### Data for this task ###

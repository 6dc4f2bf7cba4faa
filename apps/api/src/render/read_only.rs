use crate::layout::{LayoutDocument, LayoutTree};
use crate::models::page::Page;
use crate::render::catalog::{escape_html, BuiltinCatalog};
use crate::render::{render_nodes, RenderMode};

/// Renders a layout with the builtin catalog only. `None` renders as an empty body;
/// unregistered node types are skipped together with their subtrees.
pub fn render_read_only(layout: Option<&LayoutDocument>) -> String {
    let tree = LayoutTree::from_document(layout);
    render_nodes(&tree.roots, None, &BuiltinCatalog, RenderMode::ReadOnly)
}

/// Full HTML document for a public or preview page.
pub fn render_page_html(page: &Page) -> String {
    let description = page
        .description
        .as_deref()
        .map(|d| format!("<meta name=\"description\" content=\"{}\">", escape_html(d)))
        .unwrap_or_default();
    html_document(
        &escape_html(&page.title),
        &description,
        &render_read_only(page.layout.as_ref()),
    )
}

/// Generic page shown for missing or unpublished pages. Carries no detail.
pub fn render_not_found_html() -> String {
    html_document(
        "Page not found",
        "",
        "<main class=\"flow-not-found\"><h1>Page not found</h1></main>",
    )
}

/// Generic page for a load failure. Carries no detail.
pub fn render_unavailable_html() -> String {
    html_document(
        "Page unavailable",
        "",
        "<main class=\"flow-unavailable\"><h1>This page could not be loaded</h1></main>",
    )
}

pub(crate) fn html_document(title: &str, head_extra: &str, body: &str) -> String {
    format!(
        "<!DOCTYPE html><html lang=\"en\"><head><meta charset=\"utf-8\">\
         <meta name=\"viewport\" content=\"width=device-width, initial-scale=1\">\
         <title>{title}</title>{head_extra}</head><body>{body}</body></html>"
    )
}

#[cfg(test)]
mod tests {
    use super::*;
    use crate::layout::{normalize_layout, RawLayout};
    use chrono::Utc;
    use serde_json::json;
    use uuid::Uuid;

    fn doc(value: serde_json::Value) -> LayoutDocument {
        LayoutDocument::from_value(value).unwrap()
    }

    #[test]
    fn test_null_layout_renders_empty() {
        assert_eq!(render_read_only(None), "");
        assert_eq!(render_read_only(Some(&LayoutDocument::empty())), "");
    }

    #[test]
    fn test_container_with_text_block() {
        let raw = RawLayout::EncodedString(
            r#"{"root":{"type":"Container","children":[{"type":"TextBlock","props":{"text":"Hi"}}]}}"#
                .to_string(),
        );
        let layout = normalize_layout(raw);
        assert_eq!(
            render_read_only(layout.as_ref()),
            "<div class=\"flow-container flow-column\"><p class=\"flow-text\">Hi</p></div>"
        );
    }

    #[test]
    fn test_unknown_node_is_skipped_among_siblings() {
        let layout = doc(json!({
            "root": {
                "type": "Container",
                "children": [
                    {"type": "TextBlock", "props": {"text": "one"}},
                    {"type": "Carousel", "children": [{"type": "TextBlock", "props": {"text": "hidden"}}]},
                    {"type": "Divider"},
                    {"type": "TextBlock", "props": {"text": "two"}}
                ]
            }
        }));
        let html = render_read_only(Some(&layout));
        assert_eq!(
            html,
            "<div class=\"flow-container flow-column\">\
             <p class=\"flow-text\">one</p>\
             <hr class=\"flow-divider\">\
             <p class=\"flow-text\">two</p></div>"
        );
    }

    #[test]
    fn test_keyed_roots_render_in_stored_order() {
        let layout = doc(json!({
            "zeta": {"type": "TextBlock", "props": {"text": "first"}},
            "alpha": {"type": "TextBlock", "props": {"text": "second"}},
            "settings": 3
        }));
        let html = render_read_only(Some(&layout));
        let first = html.find("first").unwrap();
        let second = html.find("second").unwrap();
        assert!(first < second, "stored order must be preserved: {html}");
    }

    #[test]
    fn test_single_root_document() {
        let layout = doc(json!({"type": "Divider"}));
        assert_eq!(render_read_only(Some(&layout)), "<hr class=\"flow-divider\">");
    }

    #[test]
    fn test_page_html_escapes_metadata() {
        let page = Page {
            id: Uuid::new_v4(),
            user_id: Uuid::new_v4(),
            slug: "offer-1".to_string(),
            title: "Deals <today>".to_string(),
            description: Some("Save \"big\"".to_string()),
            layout: None,
            published: true,
            view_count: 0,
            created_at: Utc::now(),
            updated_at: Utc::now(),
        };
        let html = render_page_html(&page);
        assert!(html.contains("<title>Deals &lt;today&gt;</title>"));
        assert!(html.contains("content=\"Save &quot;big&quot;\""));
        assert!(html.contains("<body></body>"));
    }

    #[test]
    fn test_generic_pages() {
        assert!(render_not_found_html().contains("<h1>Page not found</h1>"));
        assert!(render_unavailable_html().contains("could not be loaded"));
    }
}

###

▶ Problem to solve
In the entries, find every line holding "class" and copy it.

▶ Answer
        "<main class=\"flow-not-found\"><h1>Page not found</h1></main>",
        "<main class=\"flow-unavailable\"><h1>This page could not be loaded</h1></main>",
            "<div class=\"flow-container flow-column\"><p class=\"flow-text\">Hi</p></div>"
            "<div class=\"flow-container flow-column\">\
             <p class=\"flow-text\">one</p>\
             <hr class=\"flow-divider\">\
             <p class=\"flow-text\">two</p></div>"
        assert_eq!(render_read_only(Some(&layout)), "<hr class=\"flow-divider\">");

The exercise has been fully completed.